WORK REQUEST - Search the data below for the word "rayon" and report how many lines contain it, with no added words.

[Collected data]
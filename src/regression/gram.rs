//! regression::gram — normal equations for time-domain kernel regression.
//!
//! Purpose
//! -------
//! Assemble the weighted Gram matrix `C` and cross-correlation vector `d` of
//! the least-squares problem
//!
//! ```text
//! r[t] ≈ Σ_i Σ_{τ ∈ trange} S[t+τ, i] · k[τ, i],
//! ```
//!
//! with rows excluded wherever the response is unobserved (NaN). In flat
//! coordinates `j = (τ, i)`:
//!
//! ```text
//! C[j1, j2] = Σ_t w[t] · S[t+τ1, i1] · S[t+τ2, i2],
//! d[j]      = Σ_t w[t] · r[t]  · S[t+τ,  i],
//! ```
//!
//! where `w[t] = 0` for NaN responses and `1` otherwise, and every sum runs
//! only over `t` whose shifted indices stay inside the recording.
//!
//! Key behaviors
//! -------------
//! - [`compute_normal_equations`] takes an explicit (possibly acausal)
//!   [`OffsetRange`]; [`compute_normal_equations_causal`] takes a kernel
//!   length `nt` and uses `-(nt-1)..=0`.
//! - Only the upper triangle `j1 ≤ j2` (channel `i1 ≤ i2`, all offset pairs)
//!   is accumulated; [`mirror_upper_triangle`] copies it into the lower
//!   triangle so `C` is exactly symmetric.
//! - With the `parallel` feature, upper-triangle cells are accumulated on the
//!   rayon pool. Each cell writes one disjoint entry, so no locking is needed.
//!
//! Invariants & assumptions
//! ------------------------
//! - Stimulus and response are aligned (`S.nrows() == r.len()`); this is
//!   checked, never coerced.
//! - Edge truncation matches `convolution::predict::predict_response`, so the
//!   normal equations are exactly those of the model the predictor evaluates.
//! - NaN responses never leak into `d`: they are zero-filled and weighted by 0.
//!
//! Conventions
//! -----------
//! - Flat index `j = channel · nt + position(τ)` (see
//!   `convolution::kernel::flat_index`).
//!
//! Performance
//! -----------
//! - O(nstim² · nt² · T) for `C`, O(nstim · nt · T) for `d`; the inner time
//!   sums are contiguous `Zip` folds over strided column views.
use crate::convolution::{
    errors::KernelResult,
    offsets::OffsetRange,
    predict::shifted,
    signals::{count_observed, observation_weights, zero_filled},
    validation::validate_signals,
};
use ndarray::{Array1, Array2, ArrayView1, ArrayView2, Zip, s};
#[cfg(feature = "parallel")]
use rayon::prelude::*;

/// NormalEquations — assembled least-squares system `C k = d`.
///
/// Fields
/// ------
/// - `gram`: `Array2<f64>`
///   Exactly symmetric `L × L` Gram matrix, `L = nt · nstim`.
/// - `cross`: `Array1<f64>`
///   Length-`L` cross-correlation vector.
/// - `trange`: [`OffsetRange`]
///   Kernel support the system was assembled over.
/// - `nstim`: `usize`
///   Number of stimulus channels.
/// - `n_observed`: `usize`
///   Number of non-NaN response samples.
#[derive(Debug, Clone, PartialEq)]
pub struct NormalEquations {
    pub gram: Array2<f64>,
    pub cross: Array1<f64>,
    pub trange: OffsetRange,
    pub nstim: usize,
    pub n_observed: usize,
}

impl NormalEquations {
    /// Number of kernel coefficients `L`.
    pub fn len(&self) -> usize {
        self.cross.len()
    }

    pub fn is_empty(&self) -> bool {
        self.cross.is_empty()
    }
}

/// compute_normal_equations — assemble `(C, d)` over an explicit support.
///
/// Parameters
/// ----------
/// - `stimulus`: `ArrayView2<f64>`
///   `T × nstim`, finite.
/// - `response`: `ArrayView1<f64>`
///   Length `T`; NaN marks samples to exclude.
/// - `trange`: [`OffsetRange`]
///   Kernel support; may contain negative and positive offsets.
///
/// Returns
/// -------
/// `KernelResult<NormalEquations>`
///
/// Errors
/// ------
/// - `KernelError::TimeAxisMismatch` when `stimulus.nrows() != response.len()`.
/// - Stimulus/response validation errors (`EmptyStimulus`, `NoChannels`,
///   `NonFiniteStimulus`, `NonFiniteResponse`).
///
/// Examples
/// --------
/// ```rust
/// # use ndarray::array;
/// # use rust_convkernel::convolution::{offsets::OffsetRange, signals::as_single_channel};
/// # use rust_convkernel::regression::gram::compute_normal_equations;
/// let s = array![1.0, 2.0, 3.0];
/// let r = array![2.0, f64::NAN, 6.0];
/// let ne = compute_normal_equations(
///     as_single_channel(s.view()), r.view(), OffsetRange::new(0, 0).unwrap(),
/// ).unwrap();
/// // Only t = 0 and t = 2 are observed: C = 1 + 9, d = 2 + 18.
/// assert_eq!(ne.gram[(0, 0)], 10.0);
/// assert_eq!(ne.cross[0], 20.0);
/// ```
pub fn compute_normal_equations(
    stimulus: ArrayView2<'_, f64>, response: ArrayView1<'_, f64>, trange: OffsetRange,
) -> KernelResult<NormalEquations> {
    validate_signals(stimulus, response)?;

    let weights = observation_weights(response);
    let filled = zero_filled(response);
    let design = ShiftedDesign { stimulus, trange };
    let nstim = stimulus.ncols();
    let l = trange.len() * nstim;

    let cells = upper_triangle_cells(l);
    let values = accumulate_gram_cells(&design, weights.view(), &cells);
    let mut gram = Array2::<f64>::zeros((l, l));
    for (&(j1, j2), value) in cells.iter().zip(values) {
        gram[(j1, j2)] = value;
    }
    mirror_upper_triangle(&mut gram);

    let weighted_response = &filled * &weights;
    let cross = Array1::from_shape_fn(l, |j| design.cross_cell(weighted_response.view(), j));

    let n_observed = count_observed(response);
    log::debug!(
        "assembled {l}x{l} normal equations over {trange} ({} of {} samples masked)",
        response.len() - n_observed,
        response.len()
    );
    Ok(NormalEquations { gram, cross, trange, nstim, n_observed })
}

/// compute_normal_equations_causal — assemble `(C, d)` for a causal kernel
/// of length `nt`, i.e. support `-(nt-1)..=0`.
///
/// Errors
/// ------
/// - `KernelError::ZeroKernelLength` when `nt == 0`, plus every error of
///   [`compute_normal_equations`].
pub fn compute_normal_equations_causal(
    stimulus: ArrayView2<'_, f64>, response: ArrayView1<'_, f64>, nt: usize,
) -> KernelResult<NormalEquations> {
    compute_normal_equations(stimulus, response, OffsetRange::causal(nt)?)
}

/// Copy the strict upper triangle of a square matrix into its lower
/// triangle, making it exactly symmetric.
pub fn mirror_upper_triangle(matrix: &mut Array2<f64>) {
    let n = matrix.nrows();
    for j1 in 0..n {
        for j2 in (j1 + 1)..n {
            matrix[(j2, j1)] = matrix[(j1, j2)];
        }
    }
}

// ---- Helper methods ----

/// Stimulus together with the kernel support, addressed by flat index.
struct ShiftedDesign<'a> {
    stimulus: ArrayView2<'a, f64>,
    trange: OffsetRange,
}

impl ShiftedDesign<'_> {
    /// `(τ, channel)` of flat index `j`.
    #[inline]
    fn coordinates(&self, j: usize) -> (isize, usize) {
        let nt = self.trange.len();
        (self.trange.offset_at(j % nt), j / nt)
    }

    /// Column `channel` of the stimulus restricted to `t + τ` for `t` in
    /// `window`. `window` must be non-empty and valid for `τ`.
    #[inline]
    fn shifted_column(
        &self, window: &std::ops::Range<usize>, tau: isize, channel: usize,
    ) -> ArrayView1<'_, f64> {
        self.stimulus.slice(s![shifted(window.start, tau)..shifted(window.end, tau), channel])
    }

    /// `C[j1, j2] = Σ_t w[t] S[t+τ1, i1] S[t+τ2, i2]` over the joint window.
    fn gram_cell(&self, weights: ArrayView1<'_, f64>, j1: usize, j2: usize) -> f64 {
        let (tau1, i1) = self.coordinates(j1);
        let (tau2, i2) = self.coordinates(j2);
        let window = OffsetRange::valid_times(&[tau1, tau2], self.stimulus.nrows());
        if window.is_empty() {
            return 0.0;
        }
        let a = self.shifted_column(&window, tau1, i1);
        let b = self.shifted_column(&window, tau2, i2);
        Zip::from(weights.slice(s![window.clone()]))
            .and(&a)
            .and(&b)
            .fold(0.0, |acc, &w, &x, &y| acc + w * x * y)
    }

    /// `d[j] = Σ_t (w[t] r[t]) S[t+τ, i]` over the window of `τ`.
    fn cross_cell(&self, weighted_response: ArrayView1<'_, f64>, j: usize) -> f64 {
        let (tau, i) = self.coordinates(j);
        let window = OffsetRange::valid_times(&[tau], self.stimulus.nrows());
        if window.is_empty() {
            return 0.0;
        }
        let column = self.shifted_column(&window, tau, i);
        weighted_response.slice(s![window.clone()]).dot(&column)
    }
}

/// Flat index pairs `(j1, j2)` with `j1 ≤ j2`, i.e. channel `i1 ≤ i2` and
/// every offset pair within equal channels' upper triangle.
fn upper_triangle_cells(l: usize) -> Vec<(usize, usize)> {
    let mut cells = Vec::with_capacity(l * (l + 1) / 2);
    for j1 in 0..l {
        for j2 in j1..l {
            cells.push((j1, j2));
        }
    }
    cells
}

#[cfg(feature = "parallel")]
fn accumulate_gram_cells(
    design: &ShiftedDesign<'_>, weights: ArrayView1<'_, f64>, cells: &[(usize, usize)],
) -> Vec<f64> {
    cells.par_iter().map(|&(j1, j2)| design.gram_cell(weights, j1, j2)).collect()
}

#[cfg(not(feature = "parallel"))]
fn accumulate_gram_cells(
    design: &ShiftedDesign<'_>, weights: ArrayView1<'_, f64>, cells: &[(usize, usize)],
) -> Vec<f64> {
    cells.iter().map(|&(j1, j2)| design.gram_cell(weights, j1, j2)).collect()
}

#[cfg(test)]
mod tests {
    use super::*;
    use crate::convolution::{errors::KernelError, kernel::flat_index};
    use approx::assert_abs_diff_eq;
    use ndarray::array;

    // -------------------------------------------------------------------------
    // Scope
    // -----
    // These tests cover:
    // - Agreement of `(C, d)` with an explicit design matrix `X` built with
    //   edge truncation: `C = Xᵀ W X`, `d = Xᵀ W r`.
    // - Exact symmetry of `C`.
    // - NaN masking (no NaN leaks into `d`, masked rows drop out of `C`).
    // - Causal convenience wrapper and alignment validation.
    //
    // They intentionally DO NOT cover:
    // - Solving the system; see `regression::solve`.
    // -------------------------------------------------------------------------

    /// Explicit `T × L` design matrix with out-of-range stimulus omitted.
    fn design_matrix(stimulus: &Array2<f64>, trange: OffsetRange) -> Array2<f64> {
        let (n, nstim) = stimulus.dim();
        let nt = trange.len();
        let mut x = Array2::<f64>::zeros((n, nt * nstim));
        for t in 0..n {
            for (p, tau) in trange.iter().enumerate() {
                let src = t as isize + tau;
                if src < 0 || src >= n as isize {
                    continue;
                }
                for i in 0..nstim {
                    x[(t, flat_index(nt, p, i))] = stimulus[(src as usize, i)];
                }
            }
        }
        x
    }

    fn test_stimulus() -> Array2<f64> {
        Array2::from_shape_fn((12, 2), |(t, i)| ((t * 7 + i * 3) % 5) as f64 - 1.5 + 0.1 * t as f64)
    }

    #[test]
    // Purpose
    // -------
    // Verify `(C, d)` against the explicit weighted design-matrix products
    // on an acausal, two-channel support with masked samples.
    //
    // Given
    // -----
    // - A 12×2 stimulus, support -2:1, and a response with NaN at t = 3, 8.
    //
    // Expect
    // ------
    // - `C ≈ Xᵀ W X` and `d ≈ Xᵀ W r₀` (r₀ = zero-filled r) to 1e-12.
    fn compute_normal_equations_matches_weighted_design_products() {
        // Arrange
        let stimulus = test_stimulus();
        let trange = OffsetRange::new(-2, 1).unwrap();
        let mut response = Array1::from_shape_fn(12, |t| (t as f64).sin());
        response[3] = f64::NAN;
        response[8] = f64::NAN;

        let x = design_matrix(&stimulus, trange);
        let w = observation_weights(response.view());
        let r0 = zero_filled(response.view());
        let wx = &x * &w.view().insert_axis(ndarray::Axis(1));
        let expected_c = wx.t().dot(&x);
        let expected_d = x.t().dot(&(&r0 * &w));

        // Act
        let ne = compute_normal_equations(stimulus.view(), response.view(), trange).unwrap();

        // Assert
        assert_eq!(ne.len(), 8);
        assert_eq!(ne.n_observed, 10);
        for (a, b) in ne.gram.iter().zip(expected_c.iter()) {
            assert_abs_diff_eq!(a, b, epsilon = 1e-12);
        }
        for (a, b) in ne.cross.iter().zip(expected_d.iter()) {
            assert_abs_diff_eq!(a, b, epsilon = 1e-12);
        }
    }

    #[test]
    // Purpose
    // -------
    // Ensure the Gram matrix is exactly (bitwise) symmetric.
    //
    // Given
    // -----
    // - A 12×2 stimulus and causal support of length 3.
    //
    // Expect
    // ------
    // - `C[j1, j2] == C[j2, j1]` for all pairs, with no tolerance.
    fn compute_normal_equations_gram_is_exactly_symmetric() {
        // Arrange
        let stimulus = test_stimulus();
        let response = Array1::from_shape_fn(12, |t| t as f64);

        // Act
        let ne = compute_normal_equations_causal(stimulus.view(), response.view(), 3).unwrap();

        // Assert
        assert_eq!(ne.gram, ne.gram.t());
        assert_eq!(ne.trange, OffsetRange::causal(3).unwrap());
    }

    #[test]
    // Purpose
    // -------
    // Check that an all-NaN response yields an all-zero system rather than
    // NaN entries.
    //
    // Given
    // -----
    // - A 12×2 stimulus and an all-NaN response.
    //
    // Expect
    // ------
    // - `C` and `d` are identically zero and finite; `n_observed = 0`.
    fn compute_normal_equations_all_nan_response_gives_zero_system() {
        let stimulus = test_stimulus();
        let response = Array1::from_elem(12, f64::NAN);
        let ne = compute_normal_equations_causal(stimulus.view(), response.view(), 2).unwrap();
        assert!(ne.gram.iter().all(|&v| v == 0.0));
        assert!(ne.cross.iter().all(|&v| v == 0.0));
        assert_eq!(ne.n_observed, 0);
    }

    #[test]
    // Purpose
    // -------
    // Ensure misaligned time axes are reported immediately.
    //
    // Given
    // -----
    // - A 12-sample stimulus and an 11-sample response.
    //
    // Expect
    // ------
    // - `TimeAxisMismatch { stimulus_len: 12, response_len: 11 }`.
    fn compute_normal_equations_rejects_misaligned_time_axes() {
        let stimulus = test_stimulus();
        let response = Array1::<f64>::zeros(11);
        assert_eq!(
            compute_normal_equations_causal(stimulus.view(), response.view(), 2),
            Err(KernelError::TimeAxisMismatch { stimulus_len: 12, response_len: 11 })
        );
    }

    #[test]
    fn mirror_upper_triangle_copies_strict_upper_part() {
        let mut m = array![[1.0, 2.0, 3.0], [0.0, 4.0, 5.0], [0.0, 0.0, 6.0]];
        mirror_upper_triangle(&mut m);
        assert_eq!(m, array![[1.0, 2.0, 3.0], [2.0, 4.0, 5.0], [3.0, 5.0, 6.0]]);
    }

    #[test]
    fn upper_triangle_cells_enumerates_each_pair_once() {
        let cells = upper_triangle_cells(3);
        assert_eq!(cells, vec![(0, 0), (0, 1), (0, 2), (1, 1), (1, 2), (2, 2)]);
    }
}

TASK RESULT - 2